The AICPA Tax Policy and Advocacy Division's committees and technical resource panels prepared the guidance, which the TEC approved.

In addition to the changes suggested for the plan, the letter recommends that Treasury and the IRS continue pursuing tax simplification, including using the simplest approach to accomplish a policy goal and offering clear, consistent definitions.

Highlights of the comments in the letter include, but are not limited to, recommendations that the IRS:

  • Provide guidance about the key definitions and application of the Sec. 55 corporate AMT, including clarification of the definition of an "applicable corporation" under Sec. 59(k) and the definition of "adjusted financial statement income" under Sec. 56A.
  • Provide further guidance on the expansion of the Employee Plans Compliance Resolution System under the SECURE 2.0 Act, Division T of the Consolidated Appropriations Act, 2023, P.L. 117-328.
  • Provide an update on the potential revisions to Rev. Proc. 80-27 regarding group exemption letters as described in Notice 2020-36, published on May 18, 2020.
  • Provide guidance on applying the state and local tax deduction cap under Sec. 164, including:
    • Guidance on an S corporation's inability to specially allocate items and the single-class-
    • of-stock requirement;
    • Guidance on Notice 2020-75 for Sec. 461 accrual-basis taxpayers;
    • Guidance on Notice 2020-75 and Secs. 469 and 163 regarding nonpassive versus passive income and interest expense tracing;
    • Guidance on Sec. 111's application to state tax refunds at the individual level and ordering between passthrough entity income tax payments and nondeductible estimated payments and withholding.

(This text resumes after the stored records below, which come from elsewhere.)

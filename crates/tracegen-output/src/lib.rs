//! # tracegen-output
//!
//! Writers for generated tables:
//!
//! - [`SqlInsertWriter`]: batched multi-row `INSERT` statements
//! - [`DelimitedWriter`]: delimited text with a header row, internal
//!   columns omitted ([`DelimitedReader`] parses it back)
//! - [`SchemaWriter`]: `CREATE TABLE` statements derived from field roles
//!
//! Every writer renders to a `String` first; `write_to_file` then goes
//! through [`write_atomic`], so a failed run never leaves a partial file at
//! the target path.
//!
//! ## Example
//!
//! ```rust,ignore
//! use tracegen_output::{DelimitedWriter, SqlInsertWriter};
//!
//! SqlInsertWriter::new()
//!     .with_batch_size(500)
//!     .write_to_file("events", &events, "out/sql/events.sql")?;
//! DelimitedWriter::new().write_to_file("events", &events, "out/csv/events.csv")?;
//! ```

pub mod delimited;
pub mod error;
pub mod file;
pub mod schema;
pub mod sql;
pub mod table;

pub use delimited::{DelimitedReader, DelimitedWriter};
pub use error::{OutputError, Result};
pub use file::write_atomic;
pub use schema::{SchemaWriter, TableDefinition};
pub use sql::{quote_identifier, sql_literal, SqlInsertWriter};
pub use table::Row;
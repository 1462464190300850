//! Atomic file output.

use std::io::Write;
use std::path::Path;

use tempfile::NamedTempFile;
use tracing::debug;

use crate::error::Result;

/// Write `contents` to `path` without ever exposing a partial file.
///
/// Missing parent directories are created. The data goes to a temporary
/// file in the target directory, which is renamed over `path` once fully
/// written and flushed.
pub fn write_atomic(path: impl AsRef<Path>, contents: &[u8]) -> Result<()> {
    let path = path.as_ref();
    let dir = match path.parent() {
        Some(parent) if !parent.as_os_str().is_empty() => parent,
        _ => Path::new("."),
    };
    std::fs::create_dir_all(dir)?;

    let mut file = NamedTempFile::new_in(dir)?;
    file.write_all(contents)?;
    file.as_file().sync_all()?;
    file.persist(path).map_err(|e| e.error)?;

    debug!(path = %path.display(), bytes = contents.len(), "Wrote file");
    Ok(())
}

  • Issue proposed regulations addressing certain issues arising from the law known as the Tax Cuts and Jobs Act (TCJA), P.L. 115-97, with respect to foreign corporations with previously taxed earnings and profits as described in Notice 2019-1, including the application of Secs. 959 and 961 to passthrough entities.

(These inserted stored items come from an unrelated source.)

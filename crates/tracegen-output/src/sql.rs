//! Batched SQL `INSERT` output.

use std::path::Path;

use tracegen_core::Value;
use tracing::instrument;

use crate::error::{OutputError, Result};
use crate::file::write_atomic;
use crate::table::{header, Row};

#[derive(Debug, Clone)]
struct SqlInsertConfig {
    /// Rows per `INSERT` statement (default: 1000).
    pub batch_size: usize,
}

impl Default for SqlInsertConfig {
    fn default() -> Self {
        Self { batch_size: 1000 }
    }
}

/// Renders a table as a sequence of multi-row `INSERT` statements.
#[derive(Debug, Clone, Default)]
pub struct SqlInsertWriter {
    config: SqlInsertConfig,
}

impl SqlInsertWriter {
    /// Create a writer with default configuration.
    pub fn new() -> Self {
        Self::default()
    }

    /// Set the number of rows per statement.
    pub fn with_batch_size(mut self, batch_size: usize) -> Self {
        self.config.batch_size = batch_size;
        self
    }

    /// Render `rows` into `table`.
    ///
    /// One statement per `batch_size` rows, statements separated by a
    /// newline. Text and timestamps are single-quoted, nulls are `NULL` and
    /// numbers are written verbatim.
    #[instrument(skip(self, rows), fields(table = %table, rows = rows.len()))]
    pub fn generate<R: Row>(&self, table: &str, rows: &[R]) -> Result<String> {
        if self.config.batch_size == 0 {
            return Err(OutputError::InvalidConfig("batch size must be positive".into()));
        }
        let columns = header(table, rows)?;
        let column_list = columns
            .iter()
            .map(|c| quote_identifier(c))
            .collect::<Vec<_>>()
            .join(", ");

        let statements: Vec<String> = rows
            .chunks(self.config.batch_size)
            .map(|batch| {
                let value_sets: Vec<String> = batch
                    .iter()
                    .map(|row| {
                        let values: Vec<String> = row.record().values().map(sql_literal).collect();
                        format!("({})\n", values.join(", "))
                    })
                    .collect();
                format!(
                    "INSERT INTO {} ({})\n VALUES {};",
                    quote_identifier(table),
                    column_list,
                    value_sets.join(", ")
                )
            })
            .collect();

        Ok(statements.join("\n"))
    }

    /// Render `rows` and write them atomically to `path`.
    pub fn write_to_file<R: Row>(&self, table: &str, rows: &[R], path: impl AsRef<Path>) -> Result<()> {
        let sql = self.generate(table, rows)?;
        write_atomic(path, sql.as_bytes())
    }
}

/// Render a value as a SQL literal.
pub fn sql_literal(value: &Value) -> String {
    match value {
        Value::Null => "NULL".to_string(),
        textual if textual.is_textual() => format!("'{}'", textual.to_string().replace('\'', "''")),
        other => other.to_string(),
    }
}

/// Double-quote an identifier unless it is a plain word.
pub fn quote_identifier(name: &str) -> String {
    let plain = !name.is_empty()
        && name.chars().all(|c| c.is_ascii_alphanumeric() || c == '_')
        && !name.starts_with(|c: char| c.is_ascii_digit());
    if plain {
        name.to_string()
    } else {
        format!("\"{}\"", name.replace('"', "\"\""))
    }
}

#[cfg(test)]
mod tests {
    use super::*;
    use chrono::NaiveDate;
    use tracegen_core::Record;

    fn rows(n: i64) -> Vec<Record> {
        (1..=n)
            .map(|i| {
                let mut record = Record::new();
                record.push("id", i);
                record.push("name", format!("case-{}", i));
                record
            })
            .collect()
    }

    #[test]
    fn test_single_statement_layout() {
        let sql = SqlInsertWriter::new().generate("cases", &rows(2)).unwrap();
        assert_eq!(
            sql,
            "INSERT INTO cases (id, name)\n VALUES (1, 'case-1')\n, (2, 'case-2')\n;"
        );
    }

    #[test]
    fn test_batching() {
        let sql = SqlInsertWriter::new()
            .with_batch_size(2)
            .generate("cases", &rows(5))
            .unwrap();

        assert_eq!(sql.matches("INSERT INTO").count(), 3);
        let last = sql.rsplit("INSERT INTO").next().unwrap();
        assert!(last.contains("(5, 'case-5')"));
        assert!(!last.contains("case-4"));
    }

    #[test]
    fn test_literals() {
        let ts = NaiveDate::from_ymd_opt(2024, 2, 29)
            .unwrap()
            .and_hms_milli_opt(8, 5, 3, 7)
            .unwrap();

        assert_eq!(sql_literal(&Value::Null), "NULL");
        assert_eq!(sql_literal(&Value::Integer(-4)), "-4");
        assert_eq!(sql_literal(&Value::Decimal(12.5)), "12.5");
        assert_eq!(sql_literal(&Value::from("O'Brien")), "'O''Brien'");
        assert_eq!(sql_literal(&Value::from("")), "''");
        assert_eq!(sql_literal(&Value::Timestamp(ts)), "'2024-02-29 08:05:03.007'");
    }

    #[test]
    fn test_identifiers() {
        assert_eq!(quote_identifier("event_log"), "event_log");
        assert_eq!(quote_identifier("Case ID"), "\"Case ID\"");
        assert_eq!(quote_identifier("1st"), "\"1st\"");
    }

    #[test]
    fn test_empty_input_rejected() {
        let empty: Vec<Record> = Vec::new();
        let err = SqlInsertWriter::new().generate("events", &empty).unwrap_err();
        assert!(matches!(err, OutputError::EmptyInput(_)));
    }

    #[test]
    fn test_zero_batch_size_rejected() {
        let err = SqlInsertWriter::new()
            .with_batch_size(0)
            .generate("cases", &rows(1))
            .unwrap_err();
        assert!(matches!(err, OutputError::InvalidConfig(_)));
    }

    #[test]
    fn test_write_to_file() {
        let dir = tempfile::tempdir().unwrap();
        let path = dir.path().join("sql").join("cases.sql");

        SqlInsertWriter::new().write_to_file("cases", &rows(3), &path).unwrap();

        let written = std::fs::read_to_string(&path).unwrap();
        assert!(written.starts_with("INSERT INTO cases (id, name)"));
    }

    #[test]
    fn test_failed_render_leaves_no_file() {
        let dir = tempfile::tempdir().unwrap();
        let path = dir.path().join("events.sql");
        let empty: Vec<Record> = Vec::new();

        assert!(SqlInsertWriter::new().write_to_file("events", &empty, &path).is_err());
        assert!(!path.exists());
    }
}
// ABOUTME: Configuration module for the FreeUnitsConverter API server
// ABOUTME: Environment-driven settings for port, logging, and CORS policy
//
// SPDX-License-Identifier: MIT OR Apache-2.0
// Copyright (c) 2025 FreeUnitsConverter

/// Environment-based server configuration
pub mod environment;

pub use environment::{CorsConfig, LogLevel, ServerConfig};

  • Issue regulations regarding accuracy-related penalties under Secs. 6662, 6662A, and 6664. The regulations under Secs. 6662 and 6664 are outdated, not having been updated since before 1997, and there have been significant changes to the law since then that are not reflected in the regulations. As a result, outdated rules that are confusing and misrepresent current law are in the existing regulations.
  • In addition, issue regulations under Sec. 6662A regarding the accuracy-related penalty on understatements with respect to reportable transactions, expanding on some of the provisions in Sec. 6662A, and address some of the interplay between Sec. 6662 (general accuracy-related penalty on underpayments) and Sec. 6662A. (Currently there are no regulations under Sec. 6662A.)

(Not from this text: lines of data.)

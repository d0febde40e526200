// ABOUTME: Conversion dispatcher mapping (category, from_unit, to_unit) to formulas
// ABOUTME: Holds the static rule table and the single unsupported-conversion outcome
//
// SPDX-License-Identifier: MIT OR Apache-2.0
// Copyright (c) 2025 FreeUnitsConverter

//! # Conversion Dispatcher
//!
//! The core of the service: a static table of conversion rules and a pure
//! dispatch function over it. A rule matches on exact, case-sensitive
//! string equality of its unit pair within one category; anything else is
//! the uniform [`UnsupportedConversion`] outcome. The table is built at
//! compile time and never mutated, so dispatch is safe under arbitrary
//! concurrency with no locking.

use crate::constants::units;
use std::fmt;
use thiserror::Error;

/// Conversion domain tag
///
/// Categories never interoperate: a lookup in one category never consults
/// another category's rules.
#[derive(Debug, Clone, Copy, PartialEq, Eq)]
pub enum ConversionCategory {
    /// Length conversions (meters, feet)
    Length,
    /// Weight conversions (kg, lbs)
    Weight,
    /// Temperature conversions (C, F)
    Temperature,
    /// Time conversions (hours, minutes)
    Time,
    /// Volume conversions (liters, gallons)
    Volume,
}

impl ConversionCategory {
    /// Lowercase name as it appears in API paths
    #[must_use]
    pub const fn as_str(self) -> &'static str {
        match self {
            Self::Length => "length",
            Self::Weight => "weight",
            Self::Temperature => "temperature",
            Self::Time => "time",
            Self::Volume => "volume",
        }
    }
}

impl fmt::Display for ConversionCategory {
    fn fmt(&self, f: &mut fmt::Formatter<'_>) -> fmt::Result {
        f.write_str(self.as_str())
    }
}

/// A single conversion request, constructed per call and discarded after
/// the response
#[derive(Debug, Clone)]
pub struct ConversionRequest {
    /// Conversion domain
    pub category: ConversionCategory,
    /// Source unit identifier, matched verbatim
    pub from_unit: String,
    /// Target unit identifier, matched verbatim
    pub to_unit: String,
    /// Value to convert; may be any IEEE-754 double, finite or not
    pub value: f64,
}

/// The uniform failure outcome for any unmatched (category, from, to) triple
///
/// This is a normal return value, not an exceptional condition: unknown
/// units, same-unit pairs, and case mismatches all land here without
/// distinction.
#[derive(Debug, Clone, Copy, PartialEq, Eq, Error)]
#[error("Conversion not supported")]
pub struct UnsupportedConversion;

/// A registered conversion rule: one unit pair within one category bound to
/// a pure formula
struct ConversionRule {
    category: ConversionCategory,
    from_unit: &'static str,
    to_unit: &'static str,
    apply: fn(f64) -> f64,
}

fn meters_to_feet(value: f64) -> f64 {
    value * units::FEET_PER_METER
}

fn feet_to_meters(value: f64) -> f64 {
    value / units::FEET_PER_METER
}

fn kilograms_to_pounds(value: f64) -> f64 {
    value * units::POUNDS_PER_KILOGRAM
}

fn pounds_to_kilograms(value: f64) -> f64 {
    value / units::POUNDS_PER_KILOGRAM
}

fn celsius_to_fahrenheit(value: f64) -> f64 {
    value * 9.0 / 5.0 + units::FAHRENHEIT_FREEZING_POINT
}

fn fahrenheit_to_celsius(value: f64) -> f64 {
    (value - units::FAHRENHEIT_FREEZING_POINT) * 5.0 / 9.0
}

fn hours_to_minutes(value: f64) -> f64 {
    value * units::MINUTES_PER_HOUR
}

fn minutes_to_hours(value: f64) -> f64 {
    value / units::MINUTES_PER_HOUR
}

fn liters_to_gallons(value: f64) -> f64 {
    value * units::GALLONS_PER_LITER
}

fn gallons_to_liters(value: f64) -> f64 {
    value / units::GALLONS_PER_LITER
}

/// The full rule table, read-only for the process lifetime
static RULES: &[ConversionRule] = &[
    ConversionRule {
        category: ConversionCategory::Length,
        from_unit: "meters",
        to_unit: "feet",
        apply: meters_to_feet,
    },
    ConversionRule {
        category: ConversionCategory::Length,
        from_unit: "feet",
        to_unit: "meters",
        apply: feet_to_meters,
    },
    ConversionRule {
        category: ConversionCategory::Weight,
        from_unit: "kg",
        to_unit: "lbs",
        apply: kilograms_to_pounds,
    },
    ConversionRule {
        category: ConversionCategory::Weight,
        from_unit: "lbs",
        to_unit: "kg",
        apply: pounds_to_kilograms,
    },
    ConversionRule {
        category: ConversionCategory::Temperature,
        from_unit: "C",
        to_unit: "F",
        apply: celsius_to_fahrenheit,
    },
    ConversionRule {
        category: ConversionCategory::Temperature,
        from_unit: "F",
        to_unit: "C",
        apply: fahrenheit_to_celsius,
    },
    ConversionRule {
        category: ConversionCategory::Time,
        from_unit: "hours",
        to_unit: "minutes",
        apply: hours_to_minutes,
    },
    ConversionRule {
        category: ConversionCategory::Time,
        from_unit: "minutes",
        to_unit: "hours",
        apply: minutes_to_hours,
    },
    ConversionRule {
        category: ConversionCategory::Volume,
        from_unit: "liters",
        to_unit: "gallons",
        apply: liters_to_gallons,
    },
    ConversionRule {
        category: ConversionCategory::Volume,
        from_unit: "gallons",
        to_unit: "liters",
        apply: gallons_to_liters,
    },
];

/// Apply the rule matching the request, or report the unsupported outcome
///
/// Matching is exact and case-sensitive with no normalization or trimming.
/// The value flows through standard IEEE-754 arithmetic with no rounding,
/// clamping, or finiteness checks.
///
/// # Errors
///
/// Returns [`UnsupportedConversion`] when no rule matches the request's
/// (category, `from_unit`, `to_unit`) triple.
pub fn convert(request: &ConversionRequest) -> Result<f64, UnsupportedConversion> {
    RULES
        .iter()
        .find(|rule| {
            rule.category == request.category
                && rule.from_unit == request.from_unit
                && rule.to_unit == request.to_unit
        })
        .map(|rule| (rule.apply)(request.value))
        .ok_or(UnsupportedConversion)
}

/// Enumerate the registered unit pairs for one category
pub fn supported_pairs(
    category: ConversionCategory,
) -> impl Iterator<Item = (&'static str, &'static str)> {
    RULES
        .iter()
        .filter(move |rule| rule.category == category)
        .map(|rule| (rule.from_unit, rule.to_unit))
}
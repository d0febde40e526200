// ABOUTME: Integration tests for environment-driven server configuration
// ABOUTME: Exercises env var parsing, defaults, and fallback behavior serially
//
// SPDX-License-Identifier: MIT OR Apache-2.0
// Copyright (c) 2025 FreeUnitsConverter

//! Integration tests for environment configuration
//!
//! These tests mutate process environment variables, so they run serially.

#![allow(clippy::unwrap_used, clippy::expect_used)]

use serial_test::serial;
use std::env;
use units_converter_server::config::environment::{LogLevel, ServerConfig};

fn clear_config_env() {
    env::remove_var("HTTP_PORT");
    env::remove_var("LOG_LEVEL");
    env::remove_var("CORS_ALLOWED_ORIGINS");
}

#[test]
#[serial]
fn test_defaults_without_environment() {
    clear_config_env();

    let config = ServerConfig::from_env().expect("config must load");
    assert_eq!(config.http_port, 8000);
    assert_eq!(config.log_level, LogLevel::Info);
    assert_eq!(config.cors.allowed_origins, "*");
}

#[test]
#[serial]
fn test_http_port_override() {
    clear_config_env();
    env::set_var("HTTP_PORT", "9001");

    let config = ServerConfig::from_env().expect("config must load");
    assert_eq!(config.http_port, 9001);

    clear_config_env();
}

#[test]
#[serial]
fn test_invalid_http_port_falls_back_to_default() {
    clear_config_env();
    env::set_var("HTTP_PORT", "not-a-port");

    let config = ServerConfig::from_env().expect("config must load");
    assert_eq!(config.http_port, 8000);

    clear_config_env();
}

#[test]
#[serial]
fn test_log_level_from_environment() {
    clear_config_env();
    env::set_var("LOG_LEVEL", "debug");

    let config = ServerConfig::from_env().expect("config must load");
    assert_eq!(config.log_level, LogLevel::Debug);

    clear_config_env();
}

#[test]
#[serial]
fn test_cors_origins_from_environment() {
    clear_config_env();
    env::set_var("CORS_ALLOWED_ORIGINS", "https://freeunitsconverter.com");

    let config = ServerConfig::from_env().expect("config must load");
    assert_eq!(config.cors.allowed_origins, "https://freeunitsconverter.com");

    clear_config_env();
}

#[test]
#[serial]
fn test_summary_reflects_environment() {
    clear_config_env();
    env::set_var("HTTP_PORT", "9002");

    let config = ServerConfig::from_env().expect("config must load");
    assert!(config.summary().contains("http_port=9002"));

    clear_config_env();
}
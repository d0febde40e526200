// ABOUTME: Server binary for the FreeUnitsConverter API
// ABOUTME: Loads configuration, initializes logging, and runs the HTTP server
//
// SPDX-License-Identifier: MIT OR Apache-2.0
// Copyright (c) 2025 FreeUnitsConverter

//! # FreeUnitsConverter API Server Binary
//!
//! Starts the stateless unit-conversion HTTP service.

use anyhow::Result;
use clap::Parser;
use std::sync::Arc;
use tracing::{error, info};
use units_converter_server::{
    config::environment::ServerConfig,
    converter::{self, ConversionCategory},
    logging,
    server::ConverterServer,
};

/// Command-line arguments for the server binary
#[derive(Parser)]
#[command(name = "units-converter-server")]
#[command(about = "FreeUnitsConverter API - stateless unit conversion service")]
pub struct Args {
    /// Override HTTP port
    #[arg(long)]
    http_port: Option<u16>,
}

#[tokio::main]
async fn main() -> Result<()> {
    // Container environments sometimes pass arguments clap cannot parse;
    // fall back to environment-only configuration instead of exiting.
    let args = match Args::try_parse() {
        Ok(args) => args,
        Err(e) => {
            eprintln!("Argument parsing failed: {e}");
            eprintln!("Using environment configuration");
            Args { http_port: None }
        }
    };

    let mut config = ServerConfig::from_env()?;
    if let Some(http_port) = args.http_port {
        config.http_port = http_port;
    }

    logging::init_from_env()?;

    info!("Starting FreeUnitsConverter API");
    info!("{}", config.summary());

    display_available_endpoints(&config);

    let server = ConverterServer::new(Arc::new(config));
    if let Err(e) = server.run().await {
        error!("Server error: {}", e);
        return Err(e);
    }

    Ok(())
}

/// Display all available API endpoints and their supported unit pairs
fn display_available_endpoints(config: &ServerConfig) {
    let host = std::env::var("HOST").unwrap_or_else(|_| "127.0.0.1".to_string());
    let port = config.http_port;

    info!("=== Available API Endpoints ===");
    info!("   Welcome:  GET http://{host}:{port}/");
    for category in [
        ConversionCategory::Length,
        ConversionCategory::Weight,
        ConversionCategory::Temperature,
        ConversionCategory::Time,
        ConversionCategory::Volume,
    ] {
        info!(
            "   Convert:  GET http://{host}:{port}/api/convert/{category}?value=<f64>&from_unit=<str>&to_unit=<str>"
        );
        for (from_unit, to_unit) in converter::supported_pairs(category) {
            info!("      {from_unit} -> {to_unit}");
        }
    }
    info!("=== End of Endpoint List ===");
}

  • Provide additional guidance on Regs. Sec. 1.6050K-1 and Form 8308, Report of a Sale or Exchange of Certain Partnership Interests, to address the timing under which a partnership must compute and provide to transferors their share of gain under Sec. 751. Guidance is needed for partnerships that will not have sufficient data to compute these amounts until all other computations required for Form 1065, U.S. Return of Partnership Income, are near completion.
  • Issue proposed regulations pursuant to Notice 2020-75 and clarify the definition of "specified income tax payments." Additionally, provide guidance regarding whether the economic benefit discrepancies among shareholders of an S corporation related to specified income tax payments have the potential to create a second class of stock.
  • Provide guidance on the specific types of assets that qualify as "qualified real property" under Sec. 179.
  • Provide for the ability to e-file Form 706U.S. Estate (and Generation-Skipping Transfer) Tax ReturnForm 706-NA, U.S. Estate (and Generation-Skipping Transfer) Tax Return — Estate of Nonresident Not a Citizen of the United States; and Form 709U.S. Gift (and Generation-Skipping Transfer) Tax Return (and related separately filed forms). Treasury and the IRS should also provide taxpayers with the ability to electronically pay estate, gift, and generation-skipping transfer taxes.